§ **Entries shown**
====
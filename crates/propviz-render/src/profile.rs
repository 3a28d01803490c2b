//! Line-of-sight profile view.
//!
//! Maps a backend [`LosProfile`] into a fixed-size chart: terrain, the
//! direct ray, the first Fresnel zone as a closed band, a baseline axis
//! and the path length label.

use std::fmt::Write as _;

use glam::DVec2;

use propviz_core::constants::{
    PROFILE_HEIGHT_PX, PROFILE_PAD_BOTTOM_PX, PROFILE_PAD_LEFT_PX, PROFILE_PAD_RIGHT_PX,
    PROFILE_PAD_TOP_PX, PROFILE_RANGE_EPSILON, PROFILE_WIDTH_PX,
};
use propviz_core::results::LosProfile;

/// Chart size and padding in px.
#[derive(Debug, Clone, Copy, PartialEq)]
pub struct ProfileLayout {
    pub width: f64,
    pub height: f64,
    pub pad_left: f64,
    pub pad_right: f64,
    pub pad_top: f64,
    pub pad_bottom: f64,
}

impl Default for ProfileLayout {
    fn default() -> Self {
        Self {
            width: PROFILE_WIDTH_PX,
            height: PROFILE_HEIGHT_PX,
            pad_left: PROFILE_PAD_LEFT_PX,
            pad_right: PROFILE_PAD_RIGHT_PX,
            pad_top: PROFILE_PAD_TOP_PX,
            pad_bottom: PROFILE_PAD_BOTTOM_PX,
        }
    }
}

/// Screen-space geometry of a profile chart.
#[derive(Debug, Clone, PartialEq)]
pub struct ProfilePaths {
    pub layout: ProfileLayout,
    pub ground: Vec<DVec2>,
    pub ray: Vec<DVec2>,
    /// Closed polygon: upper Fresnel edge forward, lower edge backward.
    pub fresnel: Vec<DVec2>,
    pub axis: (DVec2, DVec2),
    pub label: String,
    pub label_anchor: DVec2,
}

impl ProfilePaths {
    /// Lay out `profile`. `None` for an empty profile or a non-positive path length.
    pub fn build(profile: &LosProfile, layout: ProfileLayout) -> Option<Self> {
        let distance = profile.distance_m;
        if profile.samples.is_empty() || !distance.is_finite() || distance <= 0.0 {
            return None;
        }

        let (min_v, max_v) = profile
            .samples
            .iter()
            .flat_map(|s| [s.elev_m, s.ray_h_m])
            .fold((f64::INFINITY, f64::NEG_INFINITY), |(lo, hi), v| {
                (lo.min(v), hi.max(v))
            });
        let plot_w = layout.width - layout.pad_left - layout.pad_right;
        let plot_h = layout.height - layout.pad_top - layout.pad_bottom;
        let range = max_v - min_v + PROFILE_RANGE_EPSILON;

        let xs = |d: f64| layout.pad_left + d / distance * plot_w;
        let ys = |v: f64| layout.pad_top + (1.0 - (v - min_v) / range) * plot_h;

        let ground = profile
            .samples
            .iter()
            .map(|s| DVec2::new(xs(s.d_m), ys(s.elev_m)))
            .collect();
        let ray = profile
            .samples
            .iter()
            .map(|s| DVec2::new(xs(s.d_m), ys(s.ray_h_m)))
            .collect();
        let fresnel = profile
            .samples
            .iter()
            .map(|s| DVec2::new(xs(s.d_m), ys(s.ray_h_m + s.f1_m)))
            .chain(
                profile
                    .samples
                    .iter()
                    .rev()
                    .map(|s| DVec2::new(xs(s.d_m), ys(s.ray_h_m - s.f1_m))),
            )
            .collect();

        let base_y = layout.height - layout.pad_bottom;
        Some(Self {
            layout,
            ground,
            ray,
            fresnel,
            axis: (
                DVec2::new(layout.pad_left, base_y),
                DVec2::new(layout.width - layout.pad_right, base_y),
            ),
            label: format!("{:.2} km", distance / 1000.0),
            label_anchor: DVec2::new(layout.width - layout.pad_right - 40.0, layout.height - 10.0),
        })
    }

    pub fn ground_path(&self) -> String {
        path_data(&self.ground, false)
    }

    pub fn ray_path(&self) -> String {
        path_data(&self.ray, false)
    }

    pub fn fresnel_path(&self) -> String {
        path_data(&self.fresnel, true)
    }

    /// Standalone SVG document of the chart.
    pub fn to_svg(&self) -> String {
        let l = &self.layout;
        let (a0, a1) = self.axis;
        let mut svg = String::new();
        let _ = writeln!(
            svg,
            r#"<svg xmlns="http://www.w3.org/2000/svg" viewBox="0 0 {} {}">"#,
            l.width, l.height
        );
        let _ = writeln!(
            svg,
            r##"  <path d="{}" stroke="#6b7280" fill="none" stroke-width="1.5"/>"##,
            self.ground_path()
        );
        let _ = writeln!(
            svg,
            r##"  <path d="{}" stroke="#2563eb" fill="none" stroke-width="2"/>"##,
            self.ray_path()
        );
        let _ = writeln!(
            svg,
            r#"  <path d="{}" fill="rgba(37,99,235,0.15)" stroke="none"/>"#,
            self.fresnel_path()
        );
        let _ = writeln!(
            svg,
            r##"  <line x1="{}" y1="{}" x2="{}" y2="{}" stroke="#e5e7eb"/>"##,
            num(a0.x),
            num(a0.y),
            num(a1.x),
            num(a1.y)
        );
        let _ = writeln!(
            svg,
            r##"  <text x="{}" y="{}" fill="#111827" font-size="12">{}</text>"##,
            num(self.label_anchor.x),
            num(self.label_anchor.y),
            self.label
        );
        svg.push_str("</svg>\n");
        svg
    }
}

/// `M x,y L x,y ...`, optionally closed with `Z`.
pub fn path_data(points: &[DVec2], close: bool) -> String {
    let mut d = String::new();
    for (i, p) in points.iter().enumerate() {
        let cmd = if i == 0 { 'M' } else { 'L' };
        let _ = write!(d, "{cmd}{},{}", num(p.x), num(p.y));
    }
    if close && !points.is_empty() {
        d.push('Z');
    }
    d
}

fn num(v: f64) -> String {
    let s = format!("{v:.2}");
    let s = s.trim_end_matches('0').trim_end_matches('.');
    if s == "-0" {
        "0".to_string()
    } else {
        s.to_string()
    }
}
====
§ **What you have to do**
Copy out the material above in full so that every line matches the original.

§ **Answer section**
filename crates/propviz-render/src/profile.rs
repository 3a28d01803490c2b
//! Line-of-sight profile view.
//!
//! Maps a backend [`LosProfile`] into a fixed-size chart: terrain, the
//! direct ray, the first Fresnel zone as a closed band, a baseline axis
//! and the path length label.

use std::fmt::Write as _;

use glam::DVec2;

use propviz_core::constants::{
    PROFILE_HEIGHT_PX, PROFILE_PAD_BOTTOM_PX, PROFILE_PAD_LEFT_PX, PROFILE_PAD_RIGHT_PX,
    PROFILE_PAD_TOP_PX, PROFILE_RANGE_EPSILON, PROFILE_WIDTH_PX,
};
use propviz_core::results::LosProfile;

/// Chart size and padding in px.
#[derive(Debug, Clone, Copy, PartialEq)]
pub struct ProfileLayout {
    pub width: f64,
    pub height: f64,
    pub pad_left: f64,
    pub pad_right: f64,
    pub pad_top: f64,
    pub pad_bottom: f64,
}

impl Default for ProfileLayout {
    fn default() -> Self {
        Self {
            width: PROFILE_WIDTH_PX,
            height: PROFILE_HEIGHT_PX,
            pad_left: PROFILE_PAD_LEFT_PX,
            pad_right: PROFILE_PAD_RIGHT_PX,
            pad_top: PROFILE_PAD_TOP_PX,
            pad_bottom: PROFILE_PAD_BOTTOM_PX,
        }
    }
}

/// Screen-space geometry of a profile chart.
#[derive(Debug, Clone, PartialEq)]
pub struct ProfilePaths {
    pub layout: ProfileLayout,
    pub ground: Vec<DVec2>,
    pub ray: Vec<DVec2>,
    /// Closed polygon: upper Fresnel edge forward, lower edge backward.
    pub fresnel: Vec<DVec2>,
    pub axis: (DVec2, DVec2),
    pub label: String,
    pub label_anchor: DVec2,
}

impl ProfilePaths {
    /// Lay out `profile`. `None` for an empty profile or a non-positive path length.
    pub fn build(profile: &LosProfile, layout: ProfileLayout) -> Option<Self> {
        let distance = profile.distance_m;
        if profile.samples.is_empty() || !distance.is_finite() || distance <= 0.0 {
            return None;
        }

        let (min_v, max_v) = profile
            .samples
            .iter()
            .flat_map(|s| [s.elev_m, s.ray_h_m])
            .fold((f64::INFINITY, f64::NEG_INFINITY), |(lo, hi), v| {
                (lo.min(v), hi.max(v))
            });
        let plot_w = layout.width - layout.pad_left - layout.pad_right;
        let plot_h = layout.height - layout.pad_top - layout.pad_bottom;
        let range = max_v - min_v + PROFILE_RANGE_EPSILON;

        let xs = |d: f64| layout.pad_left + d / distance * plot_w;
        let ys = |v: f64| layout.pad_top + (1.0 - (v - min_v) / range) * plot_h;

        let ground = profile
            .samples
            .iter()
            .map(|s| DVec2::new(xs(s.d_m), ys(s.elev_m)))
            .collect();
        let ray = profile
            .samples
            .iter()
            .map(|s| DVec2::new(xs(s.d_m), ys(s.ray_h_m)))
            .collect();
        let fresnel = profile
            .samples
            .iter()
            .map(|s| DVec2::new(xs(s.d_m), ys(s.ray_h_m + s.f1_m)))
            .chain(
                profile
                    .samples
                    .iter()
                    .rev()
                    .map(|s| DVec2::new(xs(s.d_m), ys(s.ray_h_m - s.f1_m))),
            )
            .collect();

        let base_y = layout.height - layout.pad_bottom;
        Some(Self {
            layout,
            ground,
            ray,
            fresnel,
            axis: (
                DVec2::new(layout.pad_left, base_y),
                DVec2::new(layout.width - layout.pad_right, base_y),
            ),
            label: format!("{:.2} km", distance / 1000.0),
            label_anchor: DVec2::new(layout.width - layout.pad_right - 40.0, layout.height - 10.0),
        })
    }

    pub fn ground_path(&self) -> String {
        path_data(&self.ground, false)
    }

    pub fn ray_path(&self) -> String {
        path_data(&self.ray, false)
    }

    pub fn fresnel_path(&self) -> String {
        path_data(&self.fresnel, true)
    }

    /// Standalone SVG document of the chart.
    pub fn to_svg(&self) -> String {
        let l = &self.layout;
        let (a0, a1) = self.axis;
        let mut svg = String::new();
        let _ = writeln!(
            svg,
            r#"<svg xmlns="http://www.w3.org/2000/svg" viewBox="0 0 {} {}">"#,
            l.width, l.height
        );
        let _ = writeln!(
            svg,
            r##"  <path d="{}" stroke="#6b7280" fill="none" stroke-width="1.5"/>"##,
            self.ground_path()
        );
        let _ = writeln!(
            svg,
            r##"  <path d="{}" stroke="#2563eb" fill="none" stroke-width="2"/>"##,
            self.ray_path()
        );
        let _ = writeln!(
            svg,
            r#"  <path d="{}" fill="rgba(37,99,235,0.15)" stroke="none"/>"#,
            self.fresnel_path()
        );
        let _ = writeln!(
            svg,
            r##"  <line x1="{}" y1="{}" x2="{}" y2="{}" stroke="#e5e7eb"/>"##,
            num(a0.x),
            num(a0.y),
            num(a1.x),
            num(a1.y)
        );
        let _ = writeln!(
            svg,
            r##"  <text x="{}" y="{}" fill="#111827" font-size="12">{}</text>"##,
            num(self.label_anchor.x),
            num(self.label_anchor.y),
            self.label
        );
        svg.push_str("</svg>\n");
        svg
    }
}

/// `M x,y L x,y ...`, optionally closed with `Z`.
pub fn path_data(points: &[DVec2], close: bool) -> String {
    let mut d = String::new();
    for (i, p) in points.iter().enumerate() {
        let cmd = if i == 0 { 'M' } else { 'L' };
        let _ = write!(d, "{cmd}{},{}", num(p.x), num(p.y));
    }
    if close && !points.is_empty() {
        d.push('Z');
    }
    d
}

fn num(v: f64) -> String {
    let s = format!("{v:.2}");
    let s = s.trim_end_matches('0').trim_end_matches('.');
    if s == "-0" {
        "0".to_string()
    } else {
        s.to_string()
    }
}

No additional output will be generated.